Americans line up nationwide for Mega Millions

Thousands secure tickets in 41 states and D.C. for a chance at the $355 million jackpot, the second largest ever

Mark Carlson
January 5, 2011 3:40AM (UTC)

Thousands of people lined up in 41 states and in Washington, D.C., ahead of the Mega Millions drawing on Tuesday in hopes of buying the winning ticket for the lottery game's $355 million jackpot.

The prize is second largest in Mega Millions history, said Arizona Lottery spokeswoman Cindy Esquer. The lottery's largest prize of $390 million in March 2007 was the richest in U.S. history.


"We got a pretty good, steady flow of traffic as far as buying the tickets goes," said Bill Evans, owner of Beaver Dam Service Station in northwest Arizona. "As the day progresses we'll have a line out the door, I'm sure."
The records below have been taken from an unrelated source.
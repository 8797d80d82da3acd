use axum::{
    extract::{Request, State},
    http::{header, HeaderMap},
    middleware::Next,
    response::Response,
};
use axum_extra::extract::cookie::CookieJar;
use jsonwebtoken::{decode, encode, errors::ErrorKind, DecodingKey, EncodingKey, Header, Validation};
use serde::{Deserialize, Serialize};
use std::sync::Arc;

use crate::error::ServiceError;
use crate::services::AppState;

/// Cookie carrying the access token for browser clients.
pub const TOKEN_COOKIE: &str = "token";

#[derive(Debug, Serialize, Deserialize, Clone)]
pub struct JwtClaims {
    pub sub: String,   // user_id
    pub email: String, // user email
    pub role: String,  // user role (user, admin)
    pub exp: usize,    // expiration timestamp
    pub iat: usize,    // issued at timestamp
}

#[derive(Debug)]
pub enum AuthError {
    InvalidToken,
    ExpiredToken,
    MissingToken,
    InvalidSignature,
}

impl std::fmt::Display for AuthError {
    fn fmt(&self, f: &mut std::fmt::Formatter<'_>) -> std::fmt::Result {
        match self {
            AuthError::InvalidToken => write!(f, "Invalid token"),
            AuthError::ExpiredToken => write!(f, "Token expired"),
            AuthError::MissingToken => write!(f, "Missing authorization token"),
            AuthError::InvalidSignature => write!(f, "Invalid token signature"),
        }
    }
}

impl std::error::Error for AuthError {}

impl From<AuthError> for ServiceError {
    fn from(err: AuthError) -> Self {
        match err {
            AuthError::MissingToken => ServiceError::MissingToken,
            AuthError::InvalidToken | AuthError::ExpiredToken | AuthError::InvalidSignature => {
                ServiceError::InvalidToken
            }
        }
    }
}

pub struct JwtService {
    encoding_key: EncodingKey,
    decoding_key: DecodingKey,
}

impl JwtService {
    pub fn new(secret: &str) -> Self {
        Self {
            encoding_key: EncodingKey::from_secret(secret.as_bytes()),
            decoding_key: DecodingKey::from_secret(secret.as_bytes()),
        }
    }

    pub fn generate_token(&self, claims: &JwtClaims) -> Result<String, AuthError> {
        encode(&Header::default(), claims, &self.encoding_key).map_err(|_| AuthError::InvalidToken)
    }

    pub fn validate_token(&self, token: &str) -> Result<JwtClaims, AuthError> {
        let validation = Validation::default();

        decode::<JwtClaims>(token, &self.decoding_key, &validation)
            .map(|data| data.claims)
            .map_err(|e| match e.kind() {
                ErrorKind::ExpiredSignature => AuthError::ExpiredToken,
                ErrorKind::InvalidSignature => AuthError::InvalidSignature,
                _ => AuthError::InvalidToken,
            })
    }
}

/// Bearer header first, then the access token cookie.
fn extract_token(headers: &HeaderMap) -> Option<String> {
    headers
        .get(header::AUTHORIZATION)
        .and_then(|v| v.to_str().ok())
        .and_then(|v| v.strip_prefix("Bearer "))
        .map(str::to_string)
        .or_else(|| {
            CookieJar::from_headers(headers)
                .get(TOKEN_COOKIE)
                .map(|cookie| cookie.value().to_string())
        })
}

/// Rejects requests without a valid access token and hands the claims to handlers.
pub async fn auth_middleware(
    State(state): State<Arc<AppState>>,
    headers: HeaderMap,
    mut request: Request,
    next: Next,
) -> Result<Response, ServiceError> {
    let token = extract_token(&headers).ok_or(AuthError::MissingToken)?;

    let jwt_service = JwtService::new(&state.config.auth.jwt_secret);
    let claims = jwt_service.validate_token(&token).map_err(|e| {
        tracing::warn!("JWT validation failed: {}", e);
        e
    })?;

    tracing::debug!("Authenticated user: {} (role: {})", claims.sub, claims.role);

    // Store claims in request extensions for handlers to use
    request.extensions_mut().insert(claims);

    Ok(next.run(request).await)
}

#[cfg(test)]
mod tests {
    use super::*;
    use axum::http::HeaderValue;

    fn claims(exp_offset: i64) -> JwtClaims {
        let now = chrono::Utc::now().timestamp();
        JwtClaims {
            sub: "user123".to_string(),
            email: "user@example.com".to_string(),
            role: "user".to_string(),
            exp: (now + exp_offset) as usize,
            iat: now as usize,
        }
    }

    #[test]
    fn test_jwt_generation_and_validation() {
        let service = JwtService::new("test-secret");
        let claims = claims(3600);

        let token = service.generate_token(&claims).unwrap();
        let validated = service.validate_token(&token).unwrap();

        assert_eq!(validated.sub, claims.sub);
        assert_eq!(validated.email, claims.email);
    }

    #[test]
    fn test_expired_token_is_rejected() {
        let service = JwtService::new("test-secret");
        let token = service.generate_token(&claims(-3600)).unwrap();

        assert!(matches!(
            service.validate_token(&token),
            Err(AuthError::ExpiredToken)
        ));
    }

    #[test]
    fn test_foreign_signature_is_rejected() {
        let token = JwtService::new("other-secret")
            .generate_token(&claims(3600))
            .unwrap();

        assert!(JwtService::new("test-secret").validate_token(&token).is_err());
    }

    #[test]
    fn test_token_from_cookie_when_header_missing() {
        let mut headers = HeaderMap::new();
        headers.insert(header::COOKIE, HeaderValue::from_static("token=abc; other=1"));
        assert_eq!(extract_token(&headers).as_deref(), Some("abc"));

        headers.insert(header::AUTHORIZATION, HeaderValue::from_static("Bearer xyz"));
        assert_eq!(extract_token(&headers).as_deref(), Some("xyz"));
    }
}
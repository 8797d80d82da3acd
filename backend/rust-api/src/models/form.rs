use chrono::{DateTime, Utc};
use serde::{Deserialize, Serialize};
use std::fmt;
use validator::Validate;

use super::{bson_datetime_as_chrono, bson_datetime_as_chrono_option};

/// Answer shape a question expects.
#[derive(Debug, Clone, Copy, Serialize, Deserialize, PartialEq, Eq, Hash)]
#[serde(rename_all = "snake_case")]
pub enum QuestionType {
    SingleChoice,
    MultipleChoice,
    Text,
}

impl QuestionType {
    pub fn as_str(&self) -> &'static str {
        match self {
            QuestionType::SingleChoice => "single_choice",
            QuestionType::MultipleChoice => "multiple_choice",
            QuestionType::Text => "text",
        }
    }

    pub fn is_choice(&self) -> bool {
        match self {
            QuestionType::SingleChoice | QuestionType::MultipleChoice => true,
            QuestionType::Text => false,
        }
    }
}

impl fmt::Display for QuestionType {
    fn fmt(&self, f: &mut fmt::Formatter<'_>) -> fmt::Result {
        f.write_str(self.as_str())
    }
}

#[derive(Debug, Clone, Serialize, Deserialize, PartialEq, Eq)]
pub struct QuestionOption {
    pub id: String,
    pub title: String,
}

/// Question embedded in its form document. Options are embedded in turn.
#[derive(Debug, Clone, Serialize, Deserialize, PartialEq, Eq)]
pub struct Question {
    pub id: String,
    pub title: String,
    #[serde(rename = "type")]
    pub question_type: QuestionType,
    #[serde(default)]
    pub options: Vec<QuestionOption>,
}

impl Question {
    pub fn has_option(&self, option_id: &str) -> bool {
        self.options.iter().any(|option| option.id == option_id)
    }
}

/// Form stored in MongoDB "forms" collection
#[derive(Debug, Clone, Serialize, Deserialize)]
pub struct Form {
    #[serde(rename = "_id")]
    pub id: String,
    pub title: String,
    #[serde(default)]
    pub description: String,
    #[serde(with = "bson_datetime_as_chrono")]
    pub start_at: DateTime<Utc>,
    #[serde(
        default,
        skip_serializing_if = "Option::is_none",
        with = "bson_datetime_as_chrono_option"
    )]
    pub end_at: Option<DateTime<Utc>>,
    pub owner_id: String,
    #[serde(default)]
    pub questions: Vec<Question>,
    #[serde(with = "bson_datetime_as_chrono")]
    pub created_at: DateTime<Utc>,
    #[serde(with = "bson_datetime_as_chrono")]
    pub updated_at: DateTime<Utc>,
    #[serde(
        default,
        skip_serializing_if = "Option::is_none",
        with = "bson_datetime_as_chrono_option"
    )]
    pub deleted_at: Option<DateTime<Utc>>,
}

impl Form {
    /// Whether `now` falls inside the voting window. A missing end is open-ended.
    pub fn is_active_at(&self, now: DateTime<Utc>) -> bool {
        self.deleted_at.is_none()
            && self.start_at <= now
            && self.end_at.is_none_or(|end_at| now <= end_at)
    }

    pub fn is_owned_by(&self, user_id: &str) -> bool {
        self.owner_id == user_id
    }

    pub fn is_deleted(&self) -> bool {
        self.deleted_at.is_some()
    }

    pub fn question(&self, question_id: &str) -> Option<&Question> {
        self.questions.iter().find(|q| q.id == question_id)
    }
}

#[derive(Debug, Clone, Deserialize, Validate)]
pub struct CreateOptionRequest {
    #[validate(length(min = 1, max = 200, message = "Option title must be between 1 and 200 characters"))]
    pub title: String,
}

#[derive(Debug, Clone, Deserialize, Validate)]
pub struct CreateQuestionRequest {
    #[validate(length(min = 1, max = 500, message = "Question title must be between 1 and 500 characters"))]
    pub title: String,
    #[serde(rename = "type")]
    pub question_type: QuestionType,
    #[serde(default)]
    #[validate(nested)]
    pub options: Vec<CreateOptionRequest>,
}

#[derive(Debug, Clone, Deserialize, Validate)]
pub struct CreateFormRequest {
    #[validate(length(min = 5, max = 100, message = "title must be at least 5 characters long"))]
    pub title: String,
    #[serde(default)]
    pub description: String,
    pub start_at: Option<DateTime<Utc>>,
    pub end_at: Option<DateTime<Utc>>,
    #[validate(nested)]
    pub questions: Vec<CreateQuestionRequest>,
}

#[derive(Debug, Clone, Deserialize, Validate)]
pub struct UpdateOptionRequest {
    pub id: Option<String>,
    #[validate(length(min = 1, max = 200, message = "Option title must be between 1 and 200 characters"))]
    pub title: String,
}

/// A question entry in a partial update. Without `id` it is appended as new.
#[derive(Debug, Clone, Deserialize, Validate)]
pub struct UpdateQuestionRequest {
    pub id: Option<String>,
    #[validate(length(min = 1, max = 500, message = "Question title must be between 1 and 500 characters"))]
    pub title: Option<String>,
    #[serde(rename = "type")]
    pub question_type: Option<QuestionType>,
    #[validate(nested)]
    pub options: Option<Vec<UpdateOptionRequest>>,
}

#[derive(Debug, Clone, Default, Deserialize, Validate)]
pub struct UpdateFormRequest {
    #[validate(length(min = 5, max = 100, message = "title must be at least 5 characters long"))]
    pub title: Option<String>,
    pub description: Option<String>,
    pub start_at: Option<DateTime<Utc>>,
    pub end_at: Option<DateTime<Utc>>,
    #[serde(default)]
    #[validate(nested)]
    pub questions: Vec<UpdateQuestionRequest>,
    #[serde(default)]
    pub deleted_question_ids: Vec<String>,
}

/// Owner view of a form
#[derive(Debug, Clone, Serialize)]
pub struct FormResponse {
    pub id: String,
    pub title: String,
    pub description: String,
    pub start_at: DateTime<Utc>,
    pub end_at: Option<DateTime<Utc>>,
    pub owner_id: String,
    pub questions: Vec<Question>,
    pub created_at: DateTime<Utc>,
    pub updated_at: DateTime<Utc>,
}

impl From<Form> for FormResponse {
    fn from(form: Form) -> Self {
        Self {
            id: form.id,
            title: form.title,
            description: form.description,
            start_at: form.start_at,
            end_at: form.end_at,
            owner_id: form.owner_id,
            questions: form.questions,
            created_at: form.created_at,
            updated_at: form.updated_at,
        }
    }
}

/// Respondent view of a form, without ownership details
#[derive(Debug, Clone, Serialize)]
pub struct PublicFormResponse {
    pub id: String,
    pub title: String,
    pub description: String,
    pub start_at: DateTime<Utc>,
    pub end_at: Option<DateTime<Utc>>,
    pub questions: Vec<Question>,
}

impl From<Form> for PublicFormResponse {
    fn from(form: Form) -> Self {
        Self {
            id: form.id,
            title: form.title,
            description: form.description,
            start_at: form.start_at,
            end_at: form.end_at,
            questions: form.questions,
        }
    }
}

/// Row of the owner's form list
#[derive(Debug, Clone, Serialize)]
pub struct FormSummary {
    pub id: String,
    pub title: String,
    pub description: String,
    pub start_at: DateTime<Utc>,
    pub end_at: Option<DateTime<Utc>>,
    pub question_count: usize,
    pub created_at: DateTime<Utc>,
}

impl From<Form> for FormSummary {
    fn from(form: Form) -> Self {
        Self {
            question_count: form.questions.len(),
            id: form.id,
            title: form.title,
            description: form.description,
            start_at: form.start_at,
            end_at: form.end_at,
            created_at: form.created_at,
        }
    }
}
Hundreds of people poured into the tiny Arizona towns of Littlefield and Beaver Dam, near the Nevada and Utah borders, on Tuesday to buy tickets.

At Rosie's Cafe on U.S. 93 north of Kingman near the Nevada line, hundreds drove in over the weekend to buy tickets for the Mega Millions game and a repeat was likely Tuesday because of the new Hoover Dam bypass.


"It's zip in, zip out. Everybody's happy and content with that," said Christine Millim, a waitress and cashier.

"The line was going out the door," Millim said. "With 500 or more" in line at times Saturday and Sunday.

The Mega Millions game is similar to Powerball -- players try to win by matching five regular numbers plus the "Mega ball." Tickets cost $1.


Larry White, who bought a ticket in Atlanta, said he would use the money to help his family if he claim the multimillion dollar prize.

"I'm going to take care of my family -- buy them new houses, new cars and travel a little bit," he said.

Others said they would use the money to start foundations, retire or take vacations.


Sheila Twine, in Atlanta, said she would pay off her and her daughter's bills and help people in need.

"With all this money, I could help a lot of people," she said.

The jackpot's cash option works out to about $224 million.

Besides the jackpot, prizes range from $2 to $250,000. Drawings are held every Tuesday and Friday night.


The game expanded last year under a cross-selling agreement with Powerball to become available in 41 states and Washington, D.C.